▶ _WHAT YOU ARE ASKED TO DO_: Find the word "from" in the listing, and copy out each line where it turns up.

▶ _DATA PROVIDED_:
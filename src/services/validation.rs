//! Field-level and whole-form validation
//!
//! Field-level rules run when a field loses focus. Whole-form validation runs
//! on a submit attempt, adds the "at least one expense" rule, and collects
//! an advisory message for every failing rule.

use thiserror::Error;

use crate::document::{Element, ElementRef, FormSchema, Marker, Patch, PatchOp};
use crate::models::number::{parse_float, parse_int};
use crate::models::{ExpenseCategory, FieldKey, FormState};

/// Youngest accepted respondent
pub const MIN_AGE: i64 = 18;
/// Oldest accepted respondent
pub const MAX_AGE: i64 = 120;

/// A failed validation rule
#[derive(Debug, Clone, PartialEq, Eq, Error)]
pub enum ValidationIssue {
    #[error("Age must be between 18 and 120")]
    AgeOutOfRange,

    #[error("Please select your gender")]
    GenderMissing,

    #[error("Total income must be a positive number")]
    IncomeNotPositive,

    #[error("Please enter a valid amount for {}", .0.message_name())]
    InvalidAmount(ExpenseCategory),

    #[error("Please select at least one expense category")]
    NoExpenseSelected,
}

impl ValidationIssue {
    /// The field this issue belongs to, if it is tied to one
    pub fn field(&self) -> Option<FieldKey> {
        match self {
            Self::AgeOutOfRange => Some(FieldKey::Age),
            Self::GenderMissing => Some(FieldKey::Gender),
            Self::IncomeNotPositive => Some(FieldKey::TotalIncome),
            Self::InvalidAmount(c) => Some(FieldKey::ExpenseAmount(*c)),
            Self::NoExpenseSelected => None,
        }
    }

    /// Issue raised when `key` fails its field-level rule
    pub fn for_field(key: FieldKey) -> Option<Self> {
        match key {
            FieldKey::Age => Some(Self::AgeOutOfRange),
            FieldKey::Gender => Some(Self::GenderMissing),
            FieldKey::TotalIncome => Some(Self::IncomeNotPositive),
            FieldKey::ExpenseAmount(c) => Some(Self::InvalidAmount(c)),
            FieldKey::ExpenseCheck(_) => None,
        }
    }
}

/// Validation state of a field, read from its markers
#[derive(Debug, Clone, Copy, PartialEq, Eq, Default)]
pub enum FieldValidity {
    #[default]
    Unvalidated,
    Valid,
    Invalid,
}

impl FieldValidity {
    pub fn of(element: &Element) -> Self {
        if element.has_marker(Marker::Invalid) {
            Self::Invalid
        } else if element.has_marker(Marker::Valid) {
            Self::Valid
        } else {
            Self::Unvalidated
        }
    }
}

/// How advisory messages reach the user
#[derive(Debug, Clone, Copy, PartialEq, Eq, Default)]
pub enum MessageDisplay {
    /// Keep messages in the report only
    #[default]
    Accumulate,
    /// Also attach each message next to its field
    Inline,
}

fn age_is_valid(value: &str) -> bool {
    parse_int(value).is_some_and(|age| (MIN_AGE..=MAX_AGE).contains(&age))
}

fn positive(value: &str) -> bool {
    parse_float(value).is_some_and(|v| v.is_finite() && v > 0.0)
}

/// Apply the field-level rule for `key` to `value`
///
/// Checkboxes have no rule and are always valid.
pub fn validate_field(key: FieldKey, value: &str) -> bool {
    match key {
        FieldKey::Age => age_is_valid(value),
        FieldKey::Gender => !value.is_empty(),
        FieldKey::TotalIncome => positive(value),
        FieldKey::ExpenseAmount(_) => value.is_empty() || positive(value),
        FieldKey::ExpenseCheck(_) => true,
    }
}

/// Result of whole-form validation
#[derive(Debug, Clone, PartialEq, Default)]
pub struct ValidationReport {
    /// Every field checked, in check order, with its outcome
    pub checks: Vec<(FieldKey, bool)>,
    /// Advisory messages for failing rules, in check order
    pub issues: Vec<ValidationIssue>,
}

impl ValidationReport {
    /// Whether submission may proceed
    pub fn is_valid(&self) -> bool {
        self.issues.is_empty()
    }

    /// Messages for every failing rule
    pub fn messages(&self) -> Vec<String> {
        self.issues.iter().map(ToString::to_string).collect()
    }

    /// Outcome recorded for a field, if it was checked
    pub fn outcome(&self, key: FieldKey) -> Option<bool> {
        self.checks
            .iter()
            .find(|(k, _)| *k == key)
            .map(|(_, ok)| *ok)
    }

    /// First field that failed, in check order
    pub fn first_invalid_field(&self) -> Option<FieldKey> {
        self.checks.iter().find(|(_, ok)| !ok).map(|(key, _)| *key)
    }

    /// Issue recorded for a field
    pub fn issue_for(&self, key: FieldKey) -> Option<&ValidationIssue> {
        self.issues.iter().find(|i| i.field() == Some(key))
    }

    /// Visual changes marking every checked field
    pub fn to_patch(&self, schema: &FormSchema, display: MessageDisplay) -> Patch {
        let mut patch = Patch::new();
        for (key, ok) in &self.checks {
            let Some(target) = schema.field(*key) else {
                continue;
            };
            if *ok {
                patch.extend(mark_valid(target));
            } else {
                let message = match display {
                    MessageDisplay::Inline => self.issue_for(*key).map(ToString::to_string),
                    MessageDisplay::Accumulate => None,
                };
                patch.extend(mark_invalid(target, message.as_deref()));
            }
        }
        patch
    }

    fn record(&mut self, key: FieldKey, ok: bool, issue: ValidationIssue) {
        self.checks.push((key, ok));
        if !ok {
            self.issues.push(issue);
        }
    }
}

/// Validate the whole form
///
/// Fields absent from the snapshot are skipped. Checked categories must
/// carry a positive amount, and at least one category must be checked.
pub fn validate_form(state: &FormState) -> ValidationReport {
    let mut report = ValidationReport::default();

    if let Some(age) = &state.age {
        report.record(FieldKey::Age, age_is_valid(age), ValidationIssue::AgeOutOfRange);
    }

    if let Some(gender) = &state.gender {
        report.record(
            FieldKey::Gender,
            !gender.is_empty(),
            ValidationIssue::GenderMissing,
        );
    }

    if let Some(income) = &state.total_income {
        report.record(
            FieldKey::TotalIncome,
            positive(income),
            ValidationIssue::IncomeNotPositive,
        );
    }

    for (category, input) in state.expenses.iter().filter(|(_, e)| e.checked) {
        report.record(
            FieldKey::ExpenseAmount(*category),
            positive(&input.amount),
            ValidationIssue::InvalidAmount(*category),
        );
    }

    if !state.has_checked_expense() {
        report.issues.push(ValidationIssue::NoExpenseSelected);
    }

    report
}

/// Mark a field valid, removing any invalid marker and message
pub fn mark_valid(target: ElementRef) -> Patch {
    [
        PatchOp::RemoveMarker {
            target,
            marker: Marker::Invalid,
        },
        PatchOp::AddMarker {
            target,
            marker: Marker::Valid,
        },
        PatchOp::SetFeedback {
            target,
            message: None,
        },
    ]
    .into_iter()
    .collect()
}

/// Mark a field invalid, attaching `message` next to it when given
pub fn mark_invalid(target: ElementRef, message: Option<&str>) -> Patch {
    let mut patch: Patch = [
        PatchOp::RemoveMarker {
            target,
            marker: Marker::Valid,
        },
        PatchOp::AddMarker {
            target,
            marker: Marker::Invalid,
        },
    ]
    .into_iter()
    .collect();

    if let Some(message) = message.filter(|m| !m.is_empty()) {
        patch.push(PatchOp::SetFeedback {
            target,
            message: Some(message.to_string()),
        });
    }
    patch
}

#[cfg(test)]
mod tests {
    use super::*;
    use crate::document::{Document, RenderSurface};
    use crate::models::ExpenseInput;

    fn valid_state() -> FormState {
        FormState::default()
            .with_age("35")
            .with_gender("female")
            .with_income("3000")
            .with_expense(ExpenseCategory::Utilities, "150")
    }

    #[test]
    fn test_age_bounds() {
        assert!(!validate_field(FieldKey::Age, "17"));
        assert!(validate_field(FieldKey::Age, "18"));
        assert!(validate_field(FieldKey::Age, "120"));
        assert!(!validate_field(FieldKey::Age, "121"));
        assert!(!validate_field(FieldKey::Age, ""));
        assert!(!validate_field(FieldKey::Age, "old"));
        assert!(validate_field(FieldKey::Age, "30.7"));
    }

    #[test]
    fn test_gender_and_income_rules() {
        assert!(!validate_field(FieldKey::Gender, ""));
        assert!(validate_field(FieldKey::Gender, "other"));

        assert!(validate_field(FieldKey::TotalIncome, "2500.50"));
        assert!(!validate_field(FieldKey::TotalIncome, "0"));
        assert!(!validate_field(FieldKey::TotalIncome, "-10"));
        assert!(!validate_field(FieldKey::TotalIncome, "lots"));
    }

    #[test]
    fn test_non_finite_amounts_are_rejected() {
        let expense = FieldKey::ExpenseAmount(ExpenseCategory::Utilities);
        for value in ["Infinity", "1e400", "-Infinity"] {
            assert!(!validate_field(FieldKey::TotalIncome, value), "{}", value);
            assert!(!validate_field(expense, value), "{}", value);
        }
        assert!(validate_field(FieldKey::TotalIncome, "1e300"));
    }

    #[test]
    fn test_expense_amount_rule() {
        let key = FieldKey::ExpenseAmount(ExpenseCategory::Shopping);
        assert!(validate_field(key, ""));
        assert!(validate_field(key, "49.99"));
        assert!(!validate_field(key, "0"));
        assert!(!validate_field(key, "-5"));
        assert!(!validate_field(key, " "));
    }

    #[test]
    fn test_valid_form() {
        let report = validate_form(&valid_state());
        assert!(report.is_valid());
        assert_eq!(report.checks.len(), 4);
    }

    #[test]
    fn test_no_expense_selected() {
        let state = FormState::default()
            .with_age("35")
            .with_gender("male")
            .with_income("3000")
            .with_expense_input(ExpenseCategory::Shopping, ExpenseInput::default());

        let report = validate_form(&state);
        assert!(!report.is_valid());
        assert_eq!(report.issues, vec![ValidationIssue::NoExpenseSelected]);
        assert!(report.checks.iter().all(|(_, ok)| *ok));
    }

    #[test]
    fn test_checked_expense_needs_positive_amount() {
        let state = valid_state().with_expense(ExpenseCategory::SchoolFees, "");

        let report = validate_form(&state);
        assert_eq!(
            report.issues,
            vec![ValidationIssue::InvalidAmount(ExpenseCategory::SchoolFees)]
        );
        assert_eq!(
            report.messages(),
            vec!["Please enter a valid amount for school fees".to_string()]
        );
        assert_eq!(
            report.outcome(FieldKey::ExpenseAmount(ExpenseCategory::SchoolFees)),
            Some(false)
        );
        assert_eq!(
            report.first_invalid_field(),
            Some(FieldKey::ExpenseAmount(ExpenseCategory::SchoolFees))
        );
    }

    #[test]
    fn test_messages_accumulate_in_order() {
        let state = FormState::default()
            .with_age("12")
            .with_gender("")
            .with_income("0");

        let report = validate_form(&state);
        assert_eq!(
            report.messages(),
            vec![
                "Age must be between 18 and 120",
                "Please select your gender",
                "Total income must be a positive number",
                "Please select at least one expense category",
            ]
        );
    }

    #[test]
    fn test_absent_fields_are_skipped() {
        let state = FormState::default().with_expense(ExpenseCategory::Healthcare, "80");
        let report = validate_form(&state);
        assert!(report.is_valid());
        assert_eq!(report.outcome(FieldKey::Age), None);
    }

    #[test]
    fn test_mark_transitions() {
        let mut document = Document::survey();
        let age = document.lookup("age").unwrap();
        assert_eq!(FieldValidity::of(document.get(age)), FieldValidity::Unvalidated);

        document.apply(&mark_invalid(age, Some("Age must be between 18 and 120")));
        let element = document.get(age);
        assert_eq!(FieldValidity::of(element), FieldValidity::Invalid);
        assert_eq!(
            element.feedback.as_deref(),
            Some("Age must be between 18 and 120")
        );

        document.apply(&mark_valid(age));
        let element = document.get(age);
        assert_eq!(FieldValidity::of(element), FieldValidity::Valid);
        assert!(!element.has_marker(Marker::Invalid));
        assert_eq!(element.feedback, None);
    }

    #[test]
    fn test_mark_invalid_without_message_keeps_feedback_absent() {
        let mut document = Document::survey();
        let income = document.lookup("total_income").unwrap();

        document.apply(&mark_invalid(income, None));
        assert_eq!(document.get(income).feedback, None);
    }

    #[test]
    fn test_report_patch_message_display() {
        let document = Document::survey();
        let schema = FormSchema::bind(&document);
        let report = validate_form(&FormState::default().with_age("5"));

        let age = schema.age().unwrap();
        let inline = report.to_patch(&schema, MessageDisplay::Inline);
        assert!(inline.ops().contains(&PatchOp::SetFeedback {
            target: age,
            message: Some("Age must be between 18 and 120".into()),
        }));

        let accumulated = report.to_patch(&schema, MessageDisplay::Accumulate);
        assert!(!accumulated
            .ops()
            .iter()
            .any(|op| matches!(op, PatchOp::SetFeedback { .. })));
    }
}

▶ _RESULT OF THE TASK_:
/// Validation state of a field, read from its markers
/// Fields absent from the snapshot are skipped. Checked categories must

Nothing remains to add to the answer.